╔══

//! In-memory collaborators and fixtures for tests.

use std::collections::{HashMap, VecDeque};
use std::path::Path;
use std::sync::Mutex;
use std::sync::atomic::{AtomicUsize, Ordering};

use async_trait::async_trait;
use chapterquiz_shared::{
    AnswerValue, Chapter, ChapterText, GenerationModel, Prompt, Question, QuestionStore,
    QuestionType, QuizError, Result, RowId, S3Locator, StorageResolver, StoredQuestionSet,
    TextExtractor, VectorIndex,
};
use chrono::Utc;

// ---------------------------------------------------------------------------
// Fixtures
// ---------------------------------------------------------------------------

fn question(id: u32, text: &str, kind: QuestionType, options: &[&str], answer: AnswerValue) -> Question {
    Question {
        question_id: Some(id),
        question: text.into(),
        question_type: kind,
        options: options.iter().map(|s| s.to_string()).collect(),
        answer,
    }
}

/// One chapter with one question of each type, ids 100..=103.
pub fn sample_chapters() -> Vec<Chapter> {
    vec![Chapter {
        chapter_name: "Making Choices".into(),
        chapter_number: 1,
        questions_answers: vec![
            question(
                100,
                "Your friend asks you to skip work. What do you do?",
                QuestionType::Text,
                &[],
                AnswerValue::Text("Think about the consequences first.".into()),
            ),
            question(
                101,
                "Which city is the capital of Germany?",
                QuestionType::Mcq,
                &["Paris", "Rome", "Berlin", "Madrid"],
                AnswerValue::Text("Berlin".into()),
            ),
            question(
                102,
                "Planning ahead helps avoid trouble.",
                QuestionType::TrueFalse,
                &[],
                AnswerValue::Flag(true),
            ),
            question(
                103,
                "Success takes ___.",
                QuestionType::FillInTheBlanks,
                &[],
                AnswerValue::Text("patience".into()),
            ),
        ],
    }]
}

/// Chapters holding `counts[i]` text questions each, ids from 100.
pub fn numbered_chapters(counts: &[usize]) -> Vec<Chapter> {
    let mut next_id = 100;
    counts
        .iter()
        .enumerate()
        .map(|(i, &count)| Chapter {
            chapter_name: format!("Chapter {}", i + 1),
            chapter_number: i as u32 + 1,
            questions_answers: (0..count)
                .map(|_| {
                    let q = question(
                        next_id,
                        &format!("Question {next_id}?"),
                        QuestionType::Text,
                        &[],
                        AnswerValue::Text("answer".into()),
                    );
                    next_id += 1;
                    q
                })
                .collect(),
        })
        .collect()
}

/// A well-formed generation reply for `chapter_name`.
pub fn generation_reply(chapter_name: &str) -> String {
    serde_json::json!({
        "chapter_name": chapter_name,
        "questions_answers": [
            { "question": format!("What would you do in {chapter_name}?"), "question_type": "Text", "answer": "Stop and think." },
            { "question": "Pick one", "question_type": "MCQ", "options": ["A", "B", "C", "D"], "answer": "B" },
            { "question": "Habits can change.", "question_type": "True/False", "answer": true },
            { "question": "A goal needs a ___.", "question_type": "Fill_in_the_blanks", "answer": "plan" }
        ]
    })
    .to_string()
}

// ---------------------------------------------------------------------------
// ScriptedModel
// ---------------------------------------------------------------------------

type Responder = Box<dyn Fn(&Prompt) -> Result<String> + Send + Sync>;

/// Model double returning queued replies or computing them from the prompt.
pub struct ScriptedModel {
    replies: Mutex<VecDeque<String>>,
    responder: Option<Responder>,
    prompts: Mutex<Vec<Prompt>>,
    calls: AtomicUsize,
}

impl ScriptedModel {
    /// Replies are returned in order; running out is a generation error.
    pub fn new<I, T>(replies: I) -> Self
    where
        I: IntoIterator<Item = T>,
        T: Into<String>,
    {
        Self {
            replies: Mutex::new(replies.into_iter().map(Into::into).collect()),
            responder: None,
            prompts: Mutex::new(Vec::new()),
            calls: AtomicUsize::new(0),
        }
    }

    pub fn from_fn(f: impl Fn(&Prompt) -> Result<String> + Send + Sync + 'static) -> Self {
        Self {
            responder: Some(Box::new(f)),
            ..Self::new(Vec::<String>::new())
        }
    }

    /// Every call fails as a transport error.
    pub fn failing() -> Self {
        Self::from_fn(|_| Err(QuizError::Generation("connection refused".into())))
    }

    pub fn calls(&self) -> usize {
        self.calls.load(Ordering::SeqCst)
    }

    pub fn prompts(&self) -> Vec<Prompt> {
        self.prompts.lock().unwrap().clone()
    }
}

#[async_trait]
impl GenerationModel for ScriptedModel {
    async fn complete(&self, prompt: &Prompt) -> Result<String> {
        self.calls.fetch_add(1, Ordering::SeqCst);
        self.prompts.lock().unwrap().push(prompt.clone());
        if let Some(responder) = &self.responder {
            return responder(prompt);
        }
        self.replies
            .lock()
            .unwrap()
            .pop_front()
            .ok_or_else(|| QuizError::Generation("no scripted reply left".into()))
    }
}

// ---------------------------------------------------------------------------
// MemoryIndex
// ---------------------------------------------------------------------------

/// Vector index double keeping whole chapters as chunks.
#[derive(Default)]
pub struct MemoryIndex {
    books: Mutex<HashMap<String, Vec<ChapterText>>>,
    index_calls: AtomicUsize,
    fail_index: bool,
}

impl MemoryIndex {
    pub fn new() -> Self {
        Self::default()
    }

    /// Index that rejects writes.
    pub fn failing() -> Self {
        Self {
            fail_index: true,
            ..Self::default()
        }
    }

    pub fn with_book(book_id: &str, chapters: Vec<ChapterText>) -> Self {
        let index = Self::default();
        index.books.lock().unwrap().insert(book_id.into(), chapters);
        index
    }

    pub fn index_calls(&self) -> usize {
        self.index_calls.load(Ordering::SeqCst)
    }
}

#[async_trait]
impl VectorIndex for MemoryIndex {
    async fn exists(&self, book_id: &str) -> Result<bool> {
        Ok(self
            .books
            .lock()
            .unwrap()
            .get(book_id)
            .is_some_and(|c| !c.is_empty()))
    }

    async fn index(&self, book_id: &str, chapters: &[ChapterText]) -> Result<()> {
        self.index_calls.fetch_add(1, Ordering::SeqCst);
        if self.fail_index {
            return Err(QuizError::Persistence("index unavailable".into()));
        }
        self.books
            .lock()
            .unwrap()
            .insert(book_id.into(), chapters.to_vec());
        Ok(())
    }

    async fn chapters(&self, book_id: &str, k: usize) -> Result<Vec<String>> {
        let books = self.books.lock().unwrap();
        let mut names: Vec<String> = Vec::new();
        for chunk in books.get(book_id).into_iter().flatten() {
            if !names.contains(&chunk.chapter_name) {
                names.push(chunk.chapter_name.clone());
            }
        }
        names.truncate(k);
        Ok(names)
    }

    /// Chunks whose chapter name occurs in the query rank first.
    async fn top_k(&self, book_id: &str, query: &str, k: usize) -> Result<Vec<ChapterText>> {
        let books = self.books.lock().unwrap();
        let Some(chunks) = books.get(book_id) else {
            return Ok(Vec::new());
        };
        let mut ranked: Vec<ChapterText> = chunks.clone();
        if !query.is_empty() {
            ranked.sort_by_key(|c| !query.contains(&c.chapter_name));
        }
        ranked.truncate(k);
        Ok(ranked)
    }
}

// ---------------------------------------------------------------------------
// MemoryStore
// ---------------------------------------------------------------------------

/// Question store double.
#[derive(Default)]
pub struct MemoryStore {
    sets: Mutex<HashMap<(String, String), StoredQuestionSet>>,
    upserts: AtomicUsize,
    fail_upsert: bool,
}

impl MemoryStore {
    pub fn new() -> Self {
        Self::default()
    }

    pub fn failing() -> Self {
        Self {
            fail_upsert: true,
            ..Self::default()
        }
    }

    pub fn upserts(&self) -> usize {
        self.upserts.load(Ordering::SeqCst)
    }
}

#[async_trait]
impl QuestionStore for MemoryStore {
    async fn upsert(
        &self,
        user_id: &str,
        book_id: &str,
        row_id: &RowId,
        chapters: &[Chapter],
    ) -> Result<RowId> {
        self.upserts.fetch_add(1, Ordering::SeqCst);
        if self.fail_upsert {
            return Err(QuizError::Persistence("database is locked".into()));
        }
        self.sets.lock().unwrap().insert(
            (user_id.into(), book_id.into()),
            StoredQuestionSet {
                row_id: row_id.clone(),
                chapters: chapters.to_vec(),
                created_on: Utc::now(),
            },
        );
        Ok(row_id.clone())
    }

    async fn fetch_by_user_book(
        &self,
        user_id: &str,
        book_id: &str,
    ) -> Result<Option<StoredQuestionSet>> {
        Ok(self
            .sets
            .lock()
            .unwrap()
            .get(&(user_id.to_string(), book_id.to_string()))
            .cloned())
    }

    async fn fetch_by_row_id(&self, row_id: &RowId) -> Result<Option<Vec<Chapter>>> {
        Ok(self
            .sets
            .lock()
            .unwrap()
            .values()
            .find(|set| &set.row_id == row_id)
            .map(|set| set.chapters.clone()))
    }
}

// ---------------------------------------------------------------------------
// Source doubles
// ---------------------------------------------------------------------------

/// Storage resolver serving fixed objects by locator.
#[derive(Default)]
pub struct MemoryResolver {
    objects: HashMap<String, Vec<u8>>,
}

impl MemoryResolver {
    pub fn with_object(locator: &str, bytes: &[u8]) -> Self {
        let mut objects = HashMap::new();
        objects.insert(locator.to_string(), bytes.to_vec());
        Self { objects }
    }
}

#[async_trait]
impl StorageResolver for MemoryResolver {
    async fn fetch(&self, locator: &S3Locator) -> Result<Vec<u8>> {
        self.objects
            .get(&locator.to_string())
            .cloned()
            .ok_or_else(|| QuizError::Storage(format!("{locator}: HTTP 404 Not Found")))
    }
}

/// Extractor returning fixed chapters for any existing file.
pub struct FixedExtractor {
    chapters: Vec<ChapterText>,
    fail: bool,
}

impl FixedExtractor {
    pub fn new(chapters: Vec<ChapterText>) -> Self {
        Self {
            chapters,
            fail: false,
        }
    }

    /// Extractor that finds no chapter headings.
    pub fn failing() -> Self {
        Self {
            chapters: Vec::new(),
            fail: true,
        }
    }
}

#[async_trait]
impl TextExtractor for FixedExtractor {
    async fn extract(&self, path: &Path) -> Result<Vec<ChapterText>> {
        if !path.exists() {
            return Err(QuizError::io(
                path,
                std::io::Error::new(std::io::ErrorKind::NotFound, "scratch file missing"),
            ));
        }
        if self.fail {
            return Err(QuizError::input("No chapter titles found."));
        }
        Ok(self.chapters.clone())
    }
}

/// Two short chapters used by generation tests.
pub fn two_chapters() -> Vec<ChapterText> {
    vec![
        ChapterText::new("Making Choices", "Every choice has a consequence."),
        ChapterText::new("Finding Work", "A resume lists your skills."),
    ]
}
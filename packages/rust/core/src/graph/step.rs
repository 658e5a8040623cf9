use async_trait::async_trait;
use chapterquiz_shared::Result;

/// One named unit of work in a graph: state in, new state out.
///
/// Steps read the incoming state and return a derived copy; they never
/// mutate their input. Failures are returned as typed errors and stop the run.
#[async_trait]
pub trait Step<S>: Send + Sync
where
    S: Send + Sync + 'static,
{
    async fn run(&self, state: &S) -> Result<S>;
}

╚══

=== WORK TO BE COMPLETED ===
Lines of the listing above that include the string "push" should each be copied.

=== YOUR RESPONSE ===
        self.prompts.lock().unwrap().push(prompt.clone());
                names.push(chunk.chapter_name.clone());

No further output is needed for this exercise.